Introducing the Bail Amendment Bill 2010, Attorney General Anand Ramlogan was sensible enough to call out clearly one of the critical provisions of the new legislation being offered for debate, a new provision for detaining suspects for up to five days on suspicion of a range of crimes.
This is an expansion on the statutes of existing law, which only allows officers to hold a suspect for two days before formally charging them with an offence. The first and most critical question is what, exactly, do police officers expect to do with three extra days that they haven't been able to do in two, in addition to whatever time was spent investigating the suspect beforehand.
The Attorney General argues that two days isn't enough time to build a case strong enough to proffer a charge, but that presupposes that every person taken into custody is the subject of investigation from the time he is held.
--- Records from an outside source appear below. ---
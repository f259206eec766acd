//! Welcome and status endpoints.

use axum::extract::State;
use axum::Json;
use chrono::{DateTime, Utc};
use serde::Serialize;

use crate::api::types::{ApiContext, MessageResponse};

/// `GET /`
pub async fn welcome() -> Json<MessageResponse> {
    Json(MessageResponse::new(format!(
        "Welcome to the {} Medical Case Studies API",
        crate::config::APP_NAME
    )))
}

#[derive(Debug, Serialize)]
pub struct StatusResponse {
    pub status: &'static str,
    pub database_connection: &'static str,
    #[serde(skip_serializing_if = "Option::is_none")]
    pub error: Option<String>,
    pub version: &'static str,
    pub timestamp: DateTime<Utc>,
}

/// `GET /status`: always 200; an unreachable or unmigrated store reports
/// `degraded`. Read-only, never provisions the database.
pub async fn status(State(ctx): State<ApiContext>) -> Json<StatusResponse> {
    let (status, database_connection, error) = match ctx.core.check_store() {
        Ok(_) => ("operational", "successful", None),
        Err(e) => {
            tracing::error!(error = %e, "Store check failed");
            ("degraded", "failed", Some(e.to_string()))
        }
    };

    Json(StatusResponse {
        status,
        database_connection,
        error,
        version: crate::config::APP_VERSION,
        timestamp: Utc::now(),
    })
}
But the larger number of arrests should be supported by proper casework prior to arrest, should they not? Clearly, there is need for greater powers invested in frontline police officers in engaging the steady rise in crime, but there must also be balance between such the licence granted to the police in the pursuit of law enforcement and citizen's rights under the Constitution.
This element of the new Bill essentially strips the right to be heard in a court of law and to be offered bail from criminal suspects for a full five days. That kind of imposition on the public's enshrined rights should not pass without a full, detailed and vigorous debate in the House of Representatives.
This expansion of the law is being considered for some crimes that clearly deserve more robust investigation, including rape, armed violence and drug dealing, but in considering this troubling reduction in individual rights, Attorney General Anand Ramlogan must be careful to ensure that this new provision applies in only the most severe cases.
It's unclear why such a drastic curtailing of personal rights should apply in cases involving motor vehicle theft or the readily misinterpreted circumstance of "perverting or defeating the course of public justice."
Neither of these is acceptable, but they can't realistically be associated with violent crime. In formulating and presenting this Bill, AG Ramlogan must hold in mind not only the intended fate of criminals caught in the proposed five-day investigation time frame but also what happens to innocent people who end up detained by the proposed legal statute.
Which invites the question: Where will these suspects will be held for five days? The infrastructure of incarceration in Trinidad and Tobago is already approaching saturation, and the cells in the better-equipped police stations were not constructed for the proposed extended terms of habitation.
If officers of the law are to hold to the essential principle that people are innocent until proven guilty, then the five days that even the most suspicious among these new longer-termed guests of the State should proceed on the assumption that those detained should be treated as suspects, not felons.
That would seem to suggest a revamping of the first tier of prisons infrastructure, specifically the holding cells that will serve as the home of these suspects for their near-week-long stay. The five days in the cell of a police station or any new facility being considered as a holding space for this new influx of suspects is not something to be planned after the passing of a bill but should form part of its planning framework.
It's likely that the Government views this initiative as part of its plans for gang busting, and hopes that more investigation time will allow for more cases to be brought against young suspects identified during field sweeps.
While the threat of "a five days in the hole" might have some street value, there needs to be more preemptive thinking invested in the idea of stemming gang violence with a view to offering alternatives, interventions and more focused penalties aimed at preventing "thug life" from gaining traction with impressionable young minds.